Data extracts START
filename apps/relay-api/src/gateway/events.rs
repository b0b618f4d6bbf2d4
//! Wire-format frames and typed event payloads.

use serde::{Deserialize, Serialize};
use serde_json::Value;

// ---------------------------------------------------------------------------
// Frames
// ---------------------------------------------------------------------------

/// A frame received from the client: `{"event": "...", "data": {...}}`.
#[derive(Debug, Deserialize)]
pub struct ClientEvent {
    pub event: String,
    #[serde(default)]
    pub data: Value,
}

/// A frame sent to the client, same shape as [`ClientEvent`].
#[derive(Debug, Clone, Serialize)]
pub struct ServerEvent {
    pub event: String,
    pub data: Value,
}

impl ServerEvent {
    pub fn new(event: &str, data: Value) -> Self {
        Self {
            event: event.to_string(),
            data,
        }
    }
}

// ---------------------------------------------------------------------------
// Inbound payloads
// ---------------------------------------------------------------------------

#[derive(Debug, Deserialize)]
pub struct AuthenticatePayload {
    pub username: String,
    pub password: String,
}

#[derive(Debug, Deserialize)]
pub struct SendMessagePayload {
    pub content: Option<String>,
    #[serde(default)]
    pub encrypted: bool,
}

#[derive(Debug, Deserialize)]
pub struct StatusUpdatePayload {
    pub status: String,
}

#[derive(Debug, Deserialize)]
pub struct CallOfferPayload {
    pub target: String,
    #[serde(default)]
    pub offer: Value,
}

#[derive(Debug, Deserialize)]
pub struct CallAnswerPayload {
    pub target: String,
    #[serde(default)]
    pub answer: Value,
}

#[derive(Debug, Deserialize)]
pub struct IceCandidatePayload {
    pub target: String,
    #[serde(default)]
    pub candidate: Value,
}

#[derive(Debug, Deserialize)]
pub struct CallControlPayload {
    pub target: String,
    #[serde(default)]
    pub reason: Option<String>,
}

// ---------------------------------------------------------------------------
// Outbound event names
// ---------------------------------------------------------------------------

/// Event names emitted to clients.
pub struct EventName;

impl EventName {
    pub const AUTHENTICATED: &'static str = "authenticated";
    pub const NEW_MESSAGE: &'static str = "new-message";
    pub const MESSAGE_HISTORY: &'static str = "message-history";
    pub const USER_JOINED: &'static str = "user-joined";
    pub const USER_LEFT: &'static str = "user-left";
    pub const USER_STATUS_UPDATE: &'static str = "user-status-update";
    pub const USER_STATUS_CHANGE: &'static str = "user-status-change";
    pub const USER_TYPING: &'static str = "user-typing";
    pub const USER_STOPPED_TYPING: &'static str = "user-stopped-typing";
    pub const CALL_OFFER: &'static str = "call-offer";
    pub const CALL_ANSWER: &'static str = "call-answer";
    pub const ICE_CANDIDATE: &'static str = "ice-candidate";
    pub const CALL_DECLINED: &'static str = "call-declined";
    pub const CALL_ENDED: &'static str = "call-ended";
    pub const CALL_ERROR: &'static str = "call-error";
    pub const ERROR: &'static str = "error";
}
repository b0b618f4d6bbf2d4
pub mod message;
pub mod user;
Data extracts END
→ **Task item**
Nothing but an exact copy of the records belongs in the answer.

→ **Your response**
filename apps/relay-api/src/gateway/events.rs
repository b0b618f4d6bbf2d4
//! Wire-format frames and typed event payloads.

use serde::{Deserialize, Serialize};
use serde_json::Value;

// ---------------------------------------------------------------------------
// Frames
// ---------------------------------------------------------------------------

/// A frame received from the client: `{"event": "...", "data": {...}}`.
#[derive(Debug, Deserialize)]
pub struct ClientEvent {
    pub event: String,
    #[serde(default)]
    pub data: Value,
}

/// A frame sent to the client, same shape as [`ClientEvent`].
#[derive(Debug, Clone, Serialize)]
pub struct ServerEvent {
    pub event: String,
    pub data: Value,
}

impl ServerEvent {
    pub fn new(event: &str, data: Value) -> Self {
        Self {
            event: event.to_string(),
            data,
        }
    }
}

// ---------------------------------------------------------------------------
// Inbound payloads
// ---------------------------------------------------------------------------

#[derive(Debug, Deserialize)]
pub struct AuthenticatePayload {
    pub username: String,
    pub password: String,
}

#[derive(Debug, Deserialize)]
pub struct SendMessagePayload {
    pub content: Option<String>,
    #[serde(default)]
    pub encrypted: bool,
}

#[derive(Debug, Deserialize)]
pub struct StatusUpdatePayload {
    pub status: String,
}

#[derive(Debug, Deserialize)]
pub struct CallOfferPayload {
    pub target: String,
    #[serde(default)]
    pub offer: Value,
}

#[derive(Debug, Deserialize)]
pub struct CallAnswerPayload {
    pub target: String,
    #[serde(default)]
    pub answer: Value,
}

#[derive(Debug, Deserialize)]
pub struct IceCandidatePayload {
    pub target: String,
    #[serde(default)]
    pub candidate: Value,
}

#[derive(Debug, Deserialize)]
pub struct CallControlPayload {
    pub target: String,
    #[serde(default)]
    pub reason: Option<String>,
}

// ---------------------------------------------------------------------------
// Outbound event names
// ---------------------------------------------------------------------------

/// Event names emitted to clients.
pub struct EventName;

impl EventName {
    pub const AUTHENTICATED: &'static str = "authenticated";
    pub const NEW_MESSAGE: &'static str = "new-message";
    pub const MESSAGE_HISTORY: &'static str = "message-history";
    pub const USER_JOINED: &'static str = "user-joined";
    pub const USER_LEFT: &'static str = "user-left";
    pub const USER_STATUS_UPDATE: &'static str = "user-status-update";
    pub const USER_STATUS_CHANGE: &'static str = "user-status-change";
    pub const USER_TYPING: &'static str = "user-typing";
    pub const USER_STOPPED_TYPING: &'static str = "user-stopped-typing";
    pub const CALL_OFFER: &'static str = "call-offer";
    pub const CALL_ANSWER: &'static str = "call-answer";
    pub const ICE_CANDIDATE: &'static str = "ice-candidate";
    pub const CALL_DECLINED: &'static str = "call-declined";
    pub const CALL_ENDED: &'static str = "call-ended";
    pub const CALL_ERROR: &'static str = "call-error";
    pub const ERROR: &'static str = "error";
}
repository b0b618f4d6bbf2d4
pub mod message;
pub mod user;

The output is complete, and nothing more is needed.